Third, the agreement's implementation framework. Washington and Teheran have fundamentally different interpretations of the same document. The United States views the memorandum as performance-based, with sanctions relief contingent upon Iran’s fulfillment of its commitments. Teheran, by contrast, maintains that the easing of the blockade and the unfreezing of its overseas assets should be implemented first, while negotiations over the nuclear issue can proceed thereafter.
Although Article 13 of the memorandum attempts to bridge these differences by establishing a sequence of implementation, that very sequencing also exposes the agreement’s principal flaw. A single Israeli airstrike in Lebanon, the postponement of a negotiating delegation or a dispute over the level of uranium enrichment could stall one stage of the process. Once any link in the chain breaks down, the implementation of the entire agreement could grind to a halt.
Implications for Middle East
Although Trump and Vice President J.D. Vance have repeatedly expressed satisfaction with the outcome of the conflict, many countries in the Middle East see such statements primarily as messaging aimed at reassuring the American public.
From their perspective, none of Washington’s principal wartime objectives were achieved. The Iranian government remained in power, the Islamic Revolutionary Guard Corps retained its organizational integrity and Iran preserved both its missile capabilities and its network of regional proxies. The goals of regime change and disarming Iran, which were frequently invoked by Washington at the outset of the conflict, were not realized.
Meanwhile, the disruption of shipping through the Strait of Hormuz exposed the vulnerability of the global economy at one of its most critical chokepoints, while rising energy prices ultimately imposed costs on American consumers. A war intended to demonstrate U.S. leadership instead highlighted the growing costs of sustaining that leadership, leaving Washington in a weaker strategic position in the region than before the conflict began.
In Israel, Prime Minister Benjamin Netanyahu’s broader strategy has been to decisively weaken Iran’s regional influence. Yet by excluding Iran’s missile program and the so-called Axis of Resistance from the agenda, the memorandum effectively leaves Teheran’s most important means of deterrence intact. Israel’s continued military presence in Lebanon and Syria is therefore less a lingering consequence of the war than a reflection of its unwillingness to accept the outcome.

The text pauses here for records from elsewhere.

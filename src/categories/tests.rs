//! Tests for categories module

#[cfg(test)]
mod tests {
    use super::super::models::{CreateCategoryRequest, UpdateCategoryRequest};
    use super::super::services::CategoriesService;
    use crate::common::{migrations, ApiError, Validator};
    use sqlx::sqlite::SqlitePoolOptions;
    use sqlx::SqlitePool;

    async fn test_pool() -> SqlitePool {
        let pool = SqlitePoolOptions::new()
            .max_connections(1)
            .connect("sqlite::memory:")
            .await
            .expect("failed to open in-memory database");
        migrations::run_migrations(&pool)
            .await
            .expect("migrations failed");
        pool
    }

    fn request(name: &str) -> CreateCategoryRequest {
        CreateCategoryRequest {
            name: name.to_string(),
            description: Some("test".to_string()),
            icon: None,
            status: None,
        }
    }

    #[test]
    fn test_create_category_validation_empty_name() {
        let req = request("");
        let result = req.validate(&req);
        assert!(!result.is_valid);
        assert!(result.errors.iter().any(|e| e.field == "name"));
    }

    #[tokio::test]
    async fn test_create_and_fetch_category() {
        let pool = test_pool().await;
        let service = CategoriesService::new(pool);

        let created = service.create_category(request("Shoes")).await.expect("create failed");
        assert_eq!(created.name, "Shoes");
        assert_eq!(created.status.as_deref(), Some("show"));

        let fetched = service
            .get_category_by_id(&created.id)
            .await
            .expect("fetch failed");
        assert_eq!(fetched.id, created.id);
    }

    #[tokio::test]
    async fn test_duplicate_name_conflicts() {
        let pool = test_pool().await;
        let service = CategoriesService::new(pool);

        service.create_category(request("Shoes")).await.expect("create failed");
        let err = service
            .create_category(request("Shoes"))
            .await
            .expect_err("duplicate name accepted");
        assert!(matches!(err, ApiError::Conflict(_)));
    }

    #[tokio::test]
    async fn test_update_category_partial() {
        let pool = test_pool().await;
        let service = CategoriesService::new(pool);

        let created = service.create_category(request("Shoes")).await.expect("create failed");
        let updated = service
            .update_category(
                &created.id,
                UpdateCategoryRequest {
                    name: None,
                    description: Some("footwear".to_string()),
                    icon: None,
                    status: None,
                },
            )
            .await
            .expect("update failed");

        assert_eq!(updated.name, "Shoes");
        assert_eq!(updated.description.as_deref(), Some("footwear"));
    }

    #[tokio::test]
    async fn test_toggle_status_flips_show_and_hide() {
        let pool = test_pool().await;
        let service = CategoriesService::new(pool);

        let created = service.create_category(request("Shoes")).await.expect("create failed");
        assert_eq!(created.status.as_deref(), Some("show"));

        let hidden = service.toggle_status(&created.id).await.expect("toggle failed");
        assert_eq!(hidden.status.as_deref(), Some("hide"));

        let shown = service.toggle_status(&created.id).await.expect("toggle failed");
        assert_eq!(shown.status.as_deref(), Some("show"));
    }

    #[tokio::test]
    async fn test_bulk_status_update_filters_on_id() {
        let pool = test_pool().await;
        let service = CategoriesService::new(pool);

        let a = service.create_category(request("Shoes")).await.expect("create failed");
        let b = service.create_category(request("Bags")).await.expect("create failed");
        let untouched = service.create_category(request("Hats")).await.expect("create failed");

        let updated = service
            .update_many_categories(&[a.id.clone(), b.id.clone()], "hide")
            .await
            .expect("bulk update failed");
        assert_eq!(updated, 2);

        let a = service.get_category_by_id(&a.id).await.expect("fetch failed");
        let c = service
            .get_category_by_id(&untouched.id)
            .await
            .expect("fetch failed");
        assert_eq!(a.status.as_deref(), Some("hide"));
        assert_eq!(c.status.as_deref(), Some("show"));
    }

    #[tokio::test]
    async fn test_bulk_status_update_unknown_ids_not_found() {
        let pool = test_pool().await;
        let service = CategoriesService::new(pool);

        let err = service
            .update_many_categories(&["C_NOPE01".to_string()], "hide")
            .await
            .expect_err("phantom update succeeded");
        assert!(matches!(err, ApiError::NotFound(_)));
    }

    #[tokio::test]
    async fn test_bulk_delete_returns_deleted_records() {
        let pool = test_pool().await;
        let service = CategoriesService::new(pool.clone());

        let a = service.create_category(request("Shoes")).await.expect("create failed");
        let b = service.create_category(request("Bags")).await.expect("create failed");

        let deleted = service
            .delete_many_categories(&[a.id.clone(), b.id.clone()])
            .await
            .expect("bulk delete failed");
        assert_eq!(deleted.len(), 2);

        let err = service
            .get_category_by_id(&a.id)
            .await
            .expect_err("deleted category still present");
        assert!(matches!(err, ApiError::NotFound(_)));
    }
}
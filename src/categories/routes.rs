use super::handlers;
use axum::{
    routing::{get, patch, put},
    Router,
};

/// Creates the categories router with all category-related routes
pub fn categories_routes() -> Router {
    Router::new()
        .route(
            "/categories",
            get(handlers::get_categories).post(handlers::create_category),
        )
        .route(
            "/categories/delete/many",
            patch(handlers::delete_many_categories),
        )
        .route(
            "/categories/update/many",
            patch(handlers::update_many_categories),
        )
        .route("/categories/status/:id", put(handlers::toggle_status))
        .route(
            "/categories/:id",
            get(handlers::get_category_by_id)
                .put(handlers::update_category)
                .delete(handlers::delete_category),
        )
}
use serde::{Deserialize, Serialize};
use sqlx::FromRow;

#[derive(Debug, Clone, Serialize, Deserialize, FromRow)]
pub struct Country {
    pub id: String,
    pub name: String,
    pub country_code: Option<String>,
    pub flag: Option<String>,
    pub status: Option<String>,
    pub created_at: Option<String>,
    pub updated_at: Option<String>,
}

#[derive(Debug, Deserialize)]
pub struct CreateCountryRequest {
    pub name: String,
    pub country_code: Option<String>,
    pub flag: Option<String>,
    pub status: Option<String>,
}

#[derive(Debug, Deserialize)]
pub struct UpdateCountryRequest {
    pub name: Option<String>,
    pub country_code: Option<String>,
    pub flag: Option<String>,
    pub status: Option<String>,
}

#[derive(Debug, Deserialize)]
pub struct BulkStatusRequest {
    pub ids: Vec<String>,
    pub status: String,
}

#[derive(Serialize)]
pub struct MessageResponse {
    pub message: String,
}
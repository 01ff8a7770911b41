use super::handlers;
use axum::{
    routing::{get, patch, put},
    Router,
};

/// Creates the brands router with all brand-related routes
pub fn brands_routes() -> Router {
    Router::new()
        .route(
            "/brands",
            get(handlers::get_brands).post(handlers::create_brand),
        )
        .route("/brands/delete/many", patch(handlers::delete_many_brands))
        .route("/brands/update/many", patch(handlers::update_many_brands))
        .route("/brands/status/:id", put(handlers::toggle_status))
        .route(
            "/brands/:id",
            get(handlers::get_brand_by_id)
                .put(handlers::update_brand)
                .delete(handlers::delete_brand),
        )
}
use super::handlers;
use axum::{
    routing::{get, patch, post, put},
    Router,
};

/// Creates the coupons router with all coupon-related routes
pub fn coupons_routes() -> Router {
    Router::new()
        .route("/coupons", get(handlers::get_coupons))
        .route("/coupons/add", post(handlers::add_coupon))
        .route("/coupons/add/all", post(handlers::add_all_coupons))
        .route("/coupons/delete/many", patch(handlers::delete_many_coupons))
        .route("/coupons/update/many", patch(handlers::update_many_coupons))
        .route("/coupons/status/:id", put(handlers::toggle_status))
        .route(
            "/coupons/:id",
            get(handlers::get_coupon_by_id)
                .put(handlers::update_coupon)
                .delete(handlers::delete_coupon),
        )
}
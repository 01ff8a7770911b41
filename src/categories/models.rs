use serde::{Deserialize, Serialize};
use sqlx::FromRow;

#[derive(Debug, Clone, Serialize, Deserialize, FromRow)]
pub struct Category {
    pub id: String,
    pub name: String,
    pub description: Option<String>,
    pub icon: Option<String>,
    pub status: Option<String>,
    pub created_at: Option<String>,
    pub updated_at: Option<String>,
}

#[derive(Debug, Deserialize)]
pub struct CreateCategoryRequest {
    pub name: String,
    pub description: Option<String>,
    pub icon: Option<String>,
    pub status: Option<String>,
}

#[derive(Debug, Deserialize)]
pub struct UpdateCategoryRequest {
    pub name: Option<String>,
    pub description: Option<String>,
    pub icon: Option<String>,
    pub status: Option<String>,
}

/// Body of PATCH /categories/update/many
#[derive(Debug, Deserialize)]
pub struct BulkStatusRequest {
    pub ids: Vec<String>,
    pub status: String,
}

#[derive(Serialize)]
pub struct MessageResponse {
    pub message: String,
}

From Israel’s perspective, it stands only one decisive step away from fundamentally undermining Iran’s regional position, and it is reluctant to forego what it sees as the best opportunity in more than four decades to eliminate its most significant strategic threat.

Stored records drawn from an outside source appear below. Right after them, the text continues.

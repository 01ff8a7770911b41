use super::models::{CreateSocialUserRequest, CreateUserRequest, UpdateUserRequest, User};
use crate::common::{generate_user_id, safe_email_log, ApiError, Validator};
use sqlx::SqlitePool;
use tracing::{info, warn};

/// bcrypt work factor, deliberately slow to resist brute force
const HASH_COST: u32 = 10;

pub struct UsersService {
    db: SqlitePool,
}

impl UsersService {
    pub fn new(db: SqlitePool) -> Self {
        Self { db }
    }

    // ============================================================================
    // Credential Verification
    // ============================================================================

    /// Verify an email/password pair against the stored hash.
    ///
    /// Unknown email, wrong password, and passwordless (social) accounts all
    /// fail with the same Unauthorized error so callers cannot tell which
    /// case they hit. The distinction is logged server-side only.
    pub async fn verify_credentials(&self, email: &str, password: &str) -> Result<User, ApiError> {
        if email.is_empty() || password.is_empty() {
            return Err(ApiError::BadRequest(
                "Email and password are required".to_string(),
            ));
        }

        let user: Option<User> = sqlx::query_as::<_, User>("SELECT * FROM users WHERE email = ?")
            .bind(email)
            .fetch_optional(&self.db)
            .await
            .map_err(ApiError::DatabaseError)?;

        let user = match user {
            Some(u) => u,
            None => {
                warn!(email = %safe_email_log(email), "Login failed: no account for email");
                return Err(ApiError::Unauthorized("Invalid credentials".to_string()));
            }
        };

        let stored_hash = match &user.password {
            Some(h) => h.clone(),
            None => {
                warn!(user_id = %user.id, "Login failed: account has no password set");
                return Err(ApiError::Unauthorized("Invalid credentials".to_string()));
            }
        };

        let valid = bcrypt::verify(password, &stored_hash)
            .map_err(|_| ApiError::InternalServer("password verification failed".to_string()))?;

        if !valid {
            warn!(email = %safe_email_log(email), "Login failed: password mismatch");
            return Err(ApiError::Unauthorized("Invalid credentials".to_string()));
        }

        Ok(user)
    }

    // ============================================================================
    // User CRUD Operations
    // ============================================================================

    /// Create a user, hashing the password before it ever touches the store
    pub async fn create_user(&self, request: CreateUserRequest) -> Result<User, ApiError> {
        let validation_result = request.validate(&request);
        if !validation_result.is_valid {
            return Err(ApiError::from(validation_result));
        }

        let hashed_password = match &request.password {
            Some(p) if !p.is_empty() => Some(
                bcrypt::hash(p, HASH_COST)
                    .map_err(|_| ApiError::InternalServer("failed to hash password".to_string()))?,
            ),
            _ => None,
        };

        let user_id = generate_user_id();
        let now = chrono::Utc::now().to_rfc3339();

        sqlx::query(
            r#"
            INSERT INTO users (id, username, email, phone, password, social, status, created_at, updated_at)
            VALUES (?, ?, ?, ?, ?, NULL, 'show', ?, ?)
            "#,
        )
        .bind(&user_id)
        .bind(&request.username)
        .bind(&request.email)
        .bind(&request.phone)
        .bind(&hashed_password)
        .bind(&now)
        .bind(&now)
        .execute(&self.db)
        .await
        .map_err(|e| {
            if e.to_string().contains("UNIQUE constraint failed") {
                ApiError::Conflict("Email already exists".to_string())
            } else {
                ApiError::DatabaseError(e)
            }
        })?;

        info!(user_id = %user_id, "Created user");

        self.get_user_by_id(&user_id).await
    }

    /// Create an account backed by a third-party identity provider.
    ///
    /// Returns the existing account when the email is already registered;
    /// two racing creates resolve the same way through the store's unique
    /// index rather than an application pre-check.
    pub async fn create_social_user(
        &self,
        request: CreateSocialUserRequest,
    ) -> Result<User, ApiError> {
        let social = match request.social.as_deref() {
            Some(s) if !s.is_empty() => s.to_string(),
            _ => {
                return Err(ApiError::BadRequest(
                    "social type cannot be null".to_string(),
                ))
            }
        };

        if let Some(email) = request.email.as_deref() {
            if let Some(existing) = self.find_by_email(email).await? {
                return Ok(existing);
            }
        }

        let user_id = generate_user_id();
        let now = chrono::Utc::now().to_rfc3339();

        let insert = sqlx::query(
            r#"
            INSERT INTO users (id, username, email, phone, password, social, status, created_at, updated_at)
            VALUES (?, ?, ?, ?, NULL, ?, 'show', ?, ?)
            "#,
        )
        .bind(&user_id)
        .bind(&request.username)
        .bind(&request.email)
        .bind(&request.phone)
        .bind(&social)
        .bind(&now)
        .bind(&now)
        .execute(&self.db)
        .await;

        match insert {
            Ok(_) => {
                info!(user_id = %user_id, provider = %social, "Created social user");
                self.get_user_by_id(&user_id).await
            }
            Err(e) if e.to_string().contains("UNIQUE constraint failed") => {
                // Lost the race against a concurrent create for the same email
                if let Some(email) = request.email.as_deref() {
                    if let Some(existing) = self.find_by_email(email).await? {
                        return Ok(existing);
                    }
                }
                Err(ApiError::Conflict("Email already exists".to_string()))
            }
            Err(e) => Err(ApiError::DatabaseError(e)),
        }
    }

    pub async fn find_by_email(&self, email: &str) -> Result<Option<User>, ApiError> {
        sqlx::query_as::<_, User>("SELECT * FROM users WHERE email = ?")
            .bind(email)
            .fetch_optional(&self.db)
            .await
            .map_err(ApiError::DatabaseError)
    }

    pub async fn get_all_users(&self) -> Result<Vec<User>, ApiError> {
        let users = sqlx::query_as::<_, User>("SELECT * FROM users ORDER BY created_at DESC")
            .fetch_all(&self.db)
            .await
            .map_err(ApiError::DatabaseError)?;

        Ok(users)
    }

    pub async fn get_user_by_id(&self, user_id: &str) -> Result<User, ApiError> {
        let user = sqlx::query_as::<_, User>("SELECT * FROM users WHERE id = ?")
            .bind(user_id)
            .fetch_optional(&self.db)
            .await
            .map_err(ApiError::DatabaseError)?
            .ok_or_else(|| ApiError::NotFound(format!("User with ID {} not found", user_id)))?;

        Ok(user)
    }

    /// Update an existing user; a supplied password is re-hashed first
    pub async fn update_user(
        &self,
        user_id: &str,
        request: UpdateUserRequest,
    ) -> Result<User, ApiError> {
        self.get_user_by_id(user_id).await?;

        let now = chrono::Utc::now().to_rfc3339();

        let mut updates = Vec::new();
        let mut params: Vec<String> = Vec::new();

        if let Some(username) = &request.username {
            updates.push("username = ?");
            params.push(username.clone());
        }

        if let Some(email) = &request.email {
            updates.push("email = ?");
            params.push(email.clone());
        }

        if let Some(phone) = &request.phone {
            updates.push("phone = ?");
            params.push(phone.clone());
        }

        if let Some(password) = &request.password {
            if !password.is_empty() {
                let hashed = bcrypt::hash(password, HASH_COST).map_err(|_| {
                    ApiError::InternalServer("failed to hash password".to_string())
                })?;
                updates.push("password = ?");
                params.push(hashed);
            }
        }

        if let Some(social) = &request.social {
            updates.push("social = ?");
            params.push(social.clone());
        }

        if let Some(status) = &request.status {
            updates.push("status = ?");
            params.push(status.clone());
        }

        if updates.is_empty() {
            return self.get_user_by_id(user_id).await;
        }

        updates.push("updated_at = ?");
        params.push(now);
        params.push(user_id.to_string());

        let query = format!("UPDATE users SET {} WHERE id = ?", updates.join(", "));

        let mut query_builder = sqlx::query(&query);
        for param in params {
            query_builder = query_builder.bind(param);
        }

        query_builder.execute(&self.db).await.map_err(|e| {
            if e.to_string().contains("UNIQUE constraint failed") {
                ApiError::Conflict("Email already exists for another user".to_string())
            } else {
                ApiError::DatabaseError(e)
            }
        })?;

        info!(user_id = %user_id, "Updated user");

        self.get_user_by_id(user_id).await
    }

    /// Delete a user, returning the deleted record
    pub async fn delete_user(&self, user_id: &str) -> Result<User, ApiError> {
        let user = self.get_user_by_id(user_id).await?;

        sqlx::query("DELETE FROM users WHERE id = ?")
            .bind(user_id)
            .execute(&self.db)
            .await
            .map_err(ApiError::DatabaseError)?;

        info!(user_id = %user_id, "Deleted user");

        Ok(user)
    }
}
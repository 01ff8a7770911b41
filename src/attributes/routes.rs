use super::handlers;
use axum::{
    routing::{delete, get, patch},
    Router,
};

/// Creates the attributes router with all attribute-related routes
pub fn attributes_routes() -> Router {
    Router::new()
        .route(
            "/attributes",
            get(handlers::get_attributes).post(handlers::add_attribute),
        )
        .route(
            "/attributes/delete/many",
            delete(handlers::delete_many_attributes),
        )
        .route(
            "/attributes/update/many",
            patch(handlers::update_many_attributes),
        )
        .route(
            "/attributes/:id",
            get(handlers::get_attribute_by_id)
                .put(handlers::update_attribute)
                .delete(handlers::delete_attribute),
        )
}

What truly changed, however, was the strategic calculus of the Gulf states. Through this conflict, Saudi Arabia, the United Arab Emirates and Qatar came to recognize that underwriting someone else’s military adventure was a losing proposition and that becoming tied to a prolonged war of attrition with Iran was even less in their interest. Their priorities are de-escalation, uninterrupted oil exports the continued growth of their sovereign wealth funds, channeling capital into their respective national transformation agenda rather than onto a battlefield. Although differences remain among the Gulf states themselves, they have all shown the same instinct when it comes to bearing the costs of war: Step back rather than become more deeply entangled.
The Middle East is therefore moving away from a regional order and anchored by the deterrent power of a single superpower toward a new equilibrium in which regional actors hedge their bets, diversify their partnerships and balance against one another. Yet such fragmentation may itself sow the seeds of the next round of instability.